We investigated the pathophysiology of paraglenoid labral cysts on the basis of MR imaging, MR arthrography, and cyst aspiration.


From 2211 MR imaging examinations, 51 (2.3%) cysts in 46 patients were identified. MR arthrography (n = 5), cystography (n = 1), arthroscopy (n = 17), percutaneous needle aspiration (n = 4), and medical records were also reviewed (n = 46).


On MR imaging and arthrography, cysts were best viewed on T2-weighted images. Mean cyst diameter and volume were 2.2 cm and 2.8 cm3, respectively. Fifty-seven percent of cysts were located adjacent to the posterior labrum. On MR imaging and arthroscopy, a labral tear was identified in 27 (53%) and 15 (88%) patients, respectively. Eight cysts that caused compression neuropathy were large (mean size, 3.1 cm; p = 0.04) and located next to the posterior or inferior labrum. In four of five patients, MR arthrograms showed no intraarticular contrast material in the cyst. Cystograms showed no communication with the glenohumeral joint space, and cyst aspiration resulted in temporary symptom relief; however, cysts recurred in three of four patients.

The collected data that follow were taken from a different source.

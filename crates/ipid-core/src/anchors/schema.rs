use crate::compose::Policy;
use crate::model::Group;
use serde::{Deserialize, Serialize};
use std::collections::BTreeMap;

/// A versioned table of anchor patterns, as stored on disk.
#[derive(Debug, Clone, Serialize, Deserialize)]
pub struct AnchorTableDef {
    pub name: String,
    pub version: String,
    #[serde(default)]
    pub description: Option<String>,
    pub anchors: Vec<AnchorDef>,
    /// Per-field accumulation policy overrides, keyed by field name.
    #[serde(default)]
    pub policies: BTreeMap<String, Policy>,
}

#[derive(Debug, Clone, Copy, Default, PartialEq, Eq, Serialize, Deserialize)]
#[serde(rename_all = "snake_case")]
pub enum AnchorKind {
    /// Opens a field and closes every other section.
    #[default]
    Section,
    /// Captures a value directly from the page; never acts as a boundary.
    Capture,
}

/// A single anchor. Exactly one of `phrase` or `pattern` must be set.
#[derive(Debug, Clone, Serialize, Deserialize)]
pub struct AnchorDef {
    pub name: String,
    pub group: Group,
    #[serde(default)]
    pub kind: AnchorKind,
    /// Literal heading text; word gaps match any whitespace, apostrophes
    /// match both typographic forms, a trailing `?` or `:` is absorbed.
    #[serde(default)]
    pub phrase: Option<String>,
    /// Raw regular expression, matched case-insensitively.
    #[serde(default)]
    pub pattern: Option<String>,
    /// Upper-case captured values.
    #[serde(default)]
    pub uppercase: bool,
    #[serde(default)]
    pub note: Option<String>,
}
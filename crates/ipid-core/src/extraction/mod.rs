pub mod pdftotext;

use crate::error::IpidError;
use crate::geometry::Rect;

/// A positioned text fragment as reported by the extraction backend.
#[derive(Debug, Clone, PartialEq)]
pub struct WordToken {
    pub rect: Rect,
    pub text: String,
}

impl WordToken {
    pub fn new(x0: f32, y0: f32, x1: f32, y1: f32, text: impl Into<String>) -> Self {
        WordToken {
            rect: Rect::new(x0, y0, x1, y1),
            text: text.into(),
        }
    }
}

/// Content extracted from a single page of a PDF.
#[derive(Debug, Clone, Default)]
pub struct PageContent {
    pub page_number: usize,
    /// Page text in best-effort reading order.
    pub text: String,
    /// Word geometry, empty when the backend does not provide it.
    pub words: Vec<WordToken>,
    /// Page bounds, used as the region of interest for reconstruction.
    pub bounds: Option<Rect>,
}

impl PageContent {
    pub fn from_text(page_number: usize, text: impl Into<String>) -> Self {
        PageContent {
            page_number,
            text: text.into(),
            ..Default::default()
        }
    }
}

/// Trait for PDF text extraction backends.
pub trait PdfExtractor: Send + Sync {
    /// Extract text content from PDF bytes, returning one PageContent per page.
    fn extract_pages(&self, pdf_bytes: &[u8]) -> Result<Vec<PageContent>, IpidError>;

    /// Name of this extraction backend (for diagnostics).
    fn backend_name(&self) -> &str;
}
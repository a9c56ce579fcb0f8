use serde::{Deserialize, Serialize};
use std::fmt;

#[derive(Debug, Clone, Default, PartialEq, Eq, Serialize, Deserialize)]
pub struct Insurer {
    pub name: String,
    pub siren: Vec<String>,
}

impl Insurer {
    pub fn new(name: impl Into<String>, siren: Vec<String>) -> Self {
        Insurer {
            name: name.into(),
            siren,
        }
    }
}

#[derive(Debug, Clone, Default, PartialEq, Eq, Serialize, Deserialize)]
pub struct Product {
    pub typology: String,
    pub product: String,
    pub description: String,
}

impl Product {
    pub fn new(
        typology: impl Into<String>,
        product: impl Into<String>,
        description: impl Into<String>,
    ) -> Self {
        Product {
            typology: typology.into(),
            product: product.into(),
            description: description.into(),
        }
    }
}

#[derive(Debug, Clone, Default, PartialEq, Eq, Serialize, Deserialize)]
pub struct Coverage {
    pub always_covered: String,
    pub optionally_covered: String,
    pub not_covered: String,
    pub exclusions: String,
    pub services: String,
}

impl Coverage {
    pub fn new(
        always_covered: impl Into<String>,
        optionally_covered: impl Into<String>,
        not_covered: impl Into<String>,
        exclusions: impl Into<String>,
        services: impl Into<String>,
    ) -> Self {
        Coverage {
            always_covered: always_covered.into(),
            optionally_covered: optionally_covered.into(),
            not_covered: not_covered.into(),
            exclusions: exclusions.into(),
            services: services.into(),
        }
    }
}

#[derive(Debug, Clone, Default, PartialEq, Eq, Serialize, Deserialize)]
pub struct Applicability {
    pub obligations: String,
    pub localization: String,
    pub payment_options: String,
    pub start_date: String,
    pub termination: String,
}

impl Applicability {
    pub fn new(
        obligations: impl Into<String>,
        localization: impl Into<String>,
        payment_options: impl Into<String>,
        start_date: impl Into<String>,
        termination: impl Into<String>,
    ) -> Self {
        Applicability {
            obligations: obligations.into(),
            localization: localization.into(),
            payment_options: payment_options.into(),
            start_date: start_date.into(),
            termination: termination.into(),
        }
    }
}

/// Structured content of one IPID document.
///
/// Every text field defaults to the empty string. `insurer.siren` keeps every
/// identifier found, in page order, duplicates included.
#[derive(Debug, Clone, Default, PartialEq, Eq, Serialize, Deserialize)]
pub struct Ipid {
    pub insurer: Insurer,
    pub product: Product,
    pub coverage: Coverage,
    pub applicability: Applicability,
}

impl Ipid {
    /// Read access to a text field. Returns `None` for the SIREN list.
    pub fn text(&self, field: Field) -> Option<&str> {
        let value = match field {
            Field::InsurerName => &self.insurer.name,
            Field::Siren => return None,
            Field::Typology => &self.product.typology,
            Field::ProductName => &self.product.product,
            Field::Description => &self.product.description,
            Field::AlwaysCovered => &self.coverage.always_covered,
            Field::OptionallyCovered => &self.coverage.optionally_covered,
            Field::NotCovered => &self.coverage.not_covered,
            Field::Exclusions => &self.coverage.exclusions,
            Field::Services => &self.coverage.services,
            Field::Obligations => &self.applicability.obligations,
            Field::Localization => &self.applicability.localization,
            Field::PaymentOptions => &self.applicability.payment_options,
            Field::StartDate => &self.applicability.start_date,
            Field::Termination => &self.applicability.termination,
        };
        Some(value.as_str())
    }

    pub(crate) fn text_mut(&mut self, field: Field) -> Option<&mut String> {
        let value = match field {
            Field::InsurerName => &mut self.insurer.name,
            Field::Siren => return None,
            Field::Typology => &mut self.product.typology,
            Field::ProductName => &mut self.product.product,
            Field::Description => &mut self.product.description,
            Field::AlwaysCovered => &mut self.coverage.always_covered,
            Field::OptionallyCovered => &mut self.coverage.optionally_covered,
            Field::NotCovered => &mut self.coverage.not_covered,
            Field::Exclusions => &mut self.coverage.exclusions,
            Field::Services => &mut self.coverage.services,
            Field::Obligations => &mut self.applicability.obligations,
            Field::Localization => &mut self.applicability.localization,
            Field::PaymentOptions => &mut self.applicability.payment_options,
            Field::StartDate => &mut self.applicability.start_date,
            Field::Termination => &mut self.applicability.termination,
        };
        Some(value)
    }

    /// True when no field carries any content.
    pub fn is_empty(&self) -> bool {
        self == &Ipid::default()
    }
}

/// The four field groups of an IPID.
#[derive(Debug, Clone, Copy, PartialEq, Eq, Hash, Serialize, Deserialize)]
#[serde(rename_all = "lowercase")]
pub enum Group {
    Insurer,
    Product,
    Coverage,
    Applicability,
}

impl fmt::Display for Group {
    fn fmt(&self, f: &mut fmt::Formatter<'_>) -> fmt::Result {
        match self {
            Group::Insurer => write!(f, "insurer"),
            Group::Product => write!(f, "product"),
            Group::Coverage => write!(f, "coverage"),
            Group::Applicability => write!(f, "applicability"),
        }
    }
}

/// A named slot of the structured document.
#[derive(Debug, Clone, Copy, PartialEq, Eq, Hash, PartialOrd, Ord, Serialize, Deserialize)]
#[serde(rename_all = "snake_case")]
pub enum Field {
    #[serde(rename = "name")]
    InsurerName,
    Siren,
    Typology,
    #[serde(rename = "product")]
    ProductName,
    Description,
    AlwaysCovered,
    OptionallyCovered,
    NotCovered,
    Exclusions,
    Services,
    Obligations,
    Localization,
    PaymentOptions,
    StartDate,
    Termination,
}

impl Field {
    pub const ALL: [Field; 15] = [
        Field::InsurerName,
        Field::Siren,
        Field::Typology,
        Field::ProductName,
        Field::Description,
        Field::AlwaysCovered,
        Field::OptionallyCovered,
        Field::NotCovered,
        Field::Exclusions,
        Field::Services,
        Field::Obligations,
        Field::Localization,
        Field::PaymentOptions,
        Field::StartDate,
        Field::Termination,
    ];

    /// Name used in anchor tables and in the JSON output.
    pub fn as_str(&self) -> &'static str {
        match self {
            Field::InsurerName => "name",
            Field::Siren => "siren",
            Field::Typology => "typology",
            Field::ProductName => "product",
            Field::Description => "description",
            Field::AlwaysCovered => "always_covered",
            Field::OptionallyCovered => "optionally_covered",
            Field::NotCovered => "not_covered",
            Field::Exclusions => "exclusions",
            Field::Services => "services",
            Field::Obligations => "obligations",
            Field::Localization => "localization",
            Field::PaymentOptions => "payment_options",
            Field::StartDate => "start_date",
            Field::Termination => "termination",
        }
    }

    pub fn from_name(name: &str) -> Option<Field> {
        Field::ALL.into_iter().find(|f| f.as_str() == name)
    }

    pub fn group(&self) -> Group {
        match self {
            Field::InsurerName | Field::Siren => Group::Insurer,
            Field::Typology | Field::ProductName | Field::Description => Group::Product,
            Field::AlwaysCovered
            | Field::OptionallyCovered
            | Field::NotCovered
            | Field::Exclusions
            | Field::Services => Group::Coverage,
            Field::Obligations
            | Field::Localization
            | Field::PaymentOptions
            | Field::StartDate
            | Field::Termination => Group::Applicability,
        }
    }

    pub fn is_list(&self) -> bool {
        matches!(self, Field::Siren)
    }
}

impl fmt::Display for Field {
    fn fmt(&self, f: &mut fmt::Formatter<'_>) -> fmt::Result {
        f.write_str(self.as_str())
    }
}

/// A span of page text attributed to one anchor.
#[derive(Debug, Clone, PartialEq, Eq, Serialize, Deserialize)]
pub struct ExtractedField {
    pub name: String,
    pub value: String,
    /// 1-based page number the span was taken from.
    pub page_number: usize,
}
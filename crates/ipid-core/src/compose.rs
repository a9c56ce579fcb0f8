use crate::model::{Applicability, Coverage, ExtractedField, Field, Insurer, Ipid, Product};
use crate::normalize::normalize;
use serde::{Deserialize, Serialize};
use std::collections::BTreeMap;

/// How a text field combines values found on successive pages.
#[derive(Debug, Clone, Copy, PartialEq, Eq, Serialize, Deserialize)]
#[serde(rename_all = "snake_case")]
pub enum Policy {
    /// Append each page's value to what is already there.
    Accumulate,
    /// Keep the first non-empty value; ignore later pages.
    StickyOnce,
    /// Replace the value whenever a page supplies a non-empty one.
    Overwrite,
}

impl Policy {
    pub fn default_for(field: Field) -> Policy {
        match field {
            Field::Typology | Field::InsurerName | Field::ProductName => Policy::StickyOnce,
            _ => Policy::Accumulate,
        }
    }
}

/// Per-field policy table. Fields without an override use
/// [`Policy::default_for`].
#[derive(Debug, Clone, Default, PartialEq, Eq)]
pub struct PolicyMap {
    overrides: BTreeMap<Field, Policy>,
}

impl PolicyMap {
    pub fn get(&self, field: Field) -> Policy {
        self.overrides
            .get(&field)
            .copied()
            .unwrap_or_else(|| Policy::default_for(field))
    }

    pub fn set(&mut self, field: Field, policy: Policy) {
        self.overrides.insert(field, policy);
    }

    pub fn with(mut self, field: Field, policy: Policy) -> Self {
        self.set(field, policy);
        self
    }
}

/// Folds page-level extractions into one document.
///
/// The composer owns the document while pages are fed in order. Values are
/// kept raw while pages are absorbed, so spans continued on the next page keep
/// their line breaks; `finish` normalizes every field once and ends mutation.
#[derive(Debug)]
pub struct DocumentComposer {
    doc: Ipid,
    policies: PolicyMap,
    pages_seen: usize,
}

impl DocumentComposer {
    pub fn new(policies: PolicyMap) -> Self {
        DocumentComposer {
            doc: Ipid::default(),
            policies,
            pages_seen: 0,
        }
    }

    /// Merge every field extracted from one page.
    ///
    /// Fields whose name is not a document field are ignored. SIREN entries
    /// are appended in the order given.
    pub fn absorb_page(&mut self, fields: &[ExtractedField]) {
        for extracted in fields {
            let Some(field) = Field::from_name(&extracted.name) else {
                continue;
            };
            self.absorb(field, &extracted.value);
        }
        self.pages_seen += 1;
    }

    fn absorb(&mut self, field: Field, value: &str) {
        if field.is_list() {
            if !value.trim().is_empty() {
                self.doc.insurer.siren.push(value.to_string());
            }
            return;
        }

        let policy = self.policies.get(field);
        let Some(slot) = self.doc.text_mut(field) else {
            return;
        };

        match policy {
            Policy::Accumulate => slot.push_str(value),
            Policy::StickyOnce => {
                if slot.trim().is_empty() {
                    *slot = value.to_string();
                }
            }
            Policy::Overwrite => {
                if !value.trim().is_empty() {
                    *slot = value.to_string();
                }
            }
        }
    }

    pub fn pages_seen(&self) -> usize {
        self.pages_seen
    }

    /// Current state of the document, before normalization.
    pub fn document(&self) -> &Ipid {
        &self.doc
    }

    /// Normalize every field and hand out the finished document.
    pub fn finish(self) -> Ipid {
        let Ipid {
            insurer,
            product,
            coverage,
            applicability,
        } = self.doc;

        Ipid {
            insurer: Insurer::new(
                normalize(&insurer.name),
                insurer
                    .siren
                    .iter()
                    .map(|s| normalize(s))
                    .filter(|s| !s.is_empty())
                    .collect(),
            ),
            product: Product::new(
                normalize(&product.typology),
                normalize(&product.product),
                normalize(&product.description),
            ),
            coverage: Coverage::new(
                normalize(&coverage.always_covered),
                normalize(&coverage.optionally_covered),
                normalize(&coverage.not_covered),
                normalize(&coverage.exclusions),
                normalize(&coverage.services),
            ),
            applicability: Applicability::new(
                normalize(&applicability.obligations),
                normalize(&applicability.localization),
                normalize(&applicability.payment_options),
                normalize(&applicability.start_date),
                normalize(&applicability.termination),
            ),
        }
    }
}

#[cfg(test)]
mod tests {
    use super::*;

    fn field(name: &str, value: &str, page_number: usize) -> ExtractedField {
        ExtractedField {
            name: name.to_string(),
            value: value.to_string(),
            page_number,
        }
    }

    #[test]
    fn test_sticky_typology_keeps_first_page() {
        let mut composer = DocumentComposer::new(PolicyMap::default());
        composer.absorb_page(&[field("typology", "Non-life insurance", 1)]);
        composer.absorb_page(&[field("typology", "Travel insurance", 2)]);
        assert_eq!(composer.document().product.typology, "Non-life insurance");
    }

    #[test]
    fn test_sticky_field_waits_for_first_non_empty_value() {
        let mut composer = DocumentComposer::new(PolicyMap::default());
        composer.absorb_page(&[field("name", "", 1)]);
        composer.absorb_page(&[field("name", " \n", 1)]);
        composer.absorb_page(&[field("name", "AXA", 2)]);
        composer.absorb_page(&[field("name", "MAIF", 3)]);
        assert_eq!(composer.finish().insurer.name, "AXA");
    }

    #[test]
    fn test_accumulating_field_concatenates_pages() {
        let mut composer = DocumentComposer::new(PolicyMap::default());
        composer.absorb_page(&[field("always_covered", "Incendie ", 1)]);
        let after_first = composer.document().coverage.always_covered.clone();
        composer.absorb_page(&[field("always_covered", "Dégâts des eaux", 2)]);
        assert_eq!(
            composer.document().coverage.always_covered,
            after_first + "Dégâts des eaux"
        );
    }

    #[test]
    fn test_overwrite_policy_replaces_with_non_empty_values() {
        let policies = PolicyMap::default().with(Field::Typology, Policy::Overwrite);
        let mut composer = DocumentComposer::new(policies);
        composer.absorb_page(&[field("typology", "A", 1)]);
        composer.absorb_page(&[field("typology", "B", 2)]);
        composer.absorb_page(&[field("typology", "", 3)]);
        assert_eq!(composer.finish().product.typology, "B");
    }

    #[test]
    fn test_policy_override_makes_description_sticky() {
        let policies = PolicyMap::default().with(Field::Description, Policy::StickyOnce);
        let mut composer = DocumentComposer::new(policies);
        composer.absorb_page(&[field("description", "Habitation", 1)]);
        composer.absorb_page(&[field("description", "Suite", 2)]);
        assert_eq!(composer.finish().product.description, "Habitation");
    }

    #[test]
    fn test_siren_list_keeps_order_and_duplicates() {
        let mut composer = DocumentComposer::new(PolicyMap::default());
        composer.absorb_page(&[field("siren", "775 699 309", 1), field("siren", "542 110 291", 1)]);
        composer.absorb_page(&[field("siren", "775 699 309", 2)]);
        let doc = composer.finish();
        assert_eq!(
            doc.insurer.siren,
            vec!["775 699 309", "542 110 291", "775 699 309"]
        );
    }

    #[test]
    fn test_unknown_names_are_ignored() {
        let mut composer = DocumentComposer::new(PolicyMap::default());
        composer.absorb_page(&[field("what_is_covered", "text", 1)]);
        assert_eq!(composer.pages_seen(), 1);
        assert!(composer.finish().is_empty());
    }

    #[test]
    fn test_continued_span_keeps_a_word_break() {
        let mut composer = DocumentComposer::new(PolicyMap::default());
        composer.absorb_page(&[field("localization", "\nEn France.\n", 1)]);
        composer.absorb_page(&[field("localization", "\nEn Europe.\n", 2)]);
        assert_eq!(
            composer.document().applicability.localization,
            "\nEn France.\n\nEn Europe.\n"
        );
        assert_eq!(
            composer.finish().applicability.localization,
            "En France. En Europe."
        );
    }

    #[test]
    fn test_finish_normalizes_every_field() {
        let mut composer = DocumentComposer::new(PolicyMap::default());
        composer.absorb_page(&[
            field("typology", "  Assurance   Habitation ", 1),
            field("siren", "722 057\n460", 1),
            field("siren", "  ", 1),
            field("exclusions", "\n! La guerre\n", 1),
        ]);
        let doc = composer.finish();
        assert_eq!(doc.product.typology, "Assurance Habitation");
        assert_eq!(doc.insurer.siren, vec!["722 057 460"]);
        assert_eq!(doc.coverage.exclusions, "- La guerre");
        assert_eq!(doc.applicability.termination, "");
    }
}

Most paralabral cysts are associated with labral tears. Paralabral cysts may be difficult to identify on MR arthrography unless a T2-weighted sequence is performed. Direct communication between a cyst and joint space rarely occurs. A posterior or inferior cyst may cause compression neuropathy of the suprascapular or axillary nerve, respectively. Cyst aspiration may result in temporary relief of symptoms, but an untreated labral tear should be suspected if cysts recur.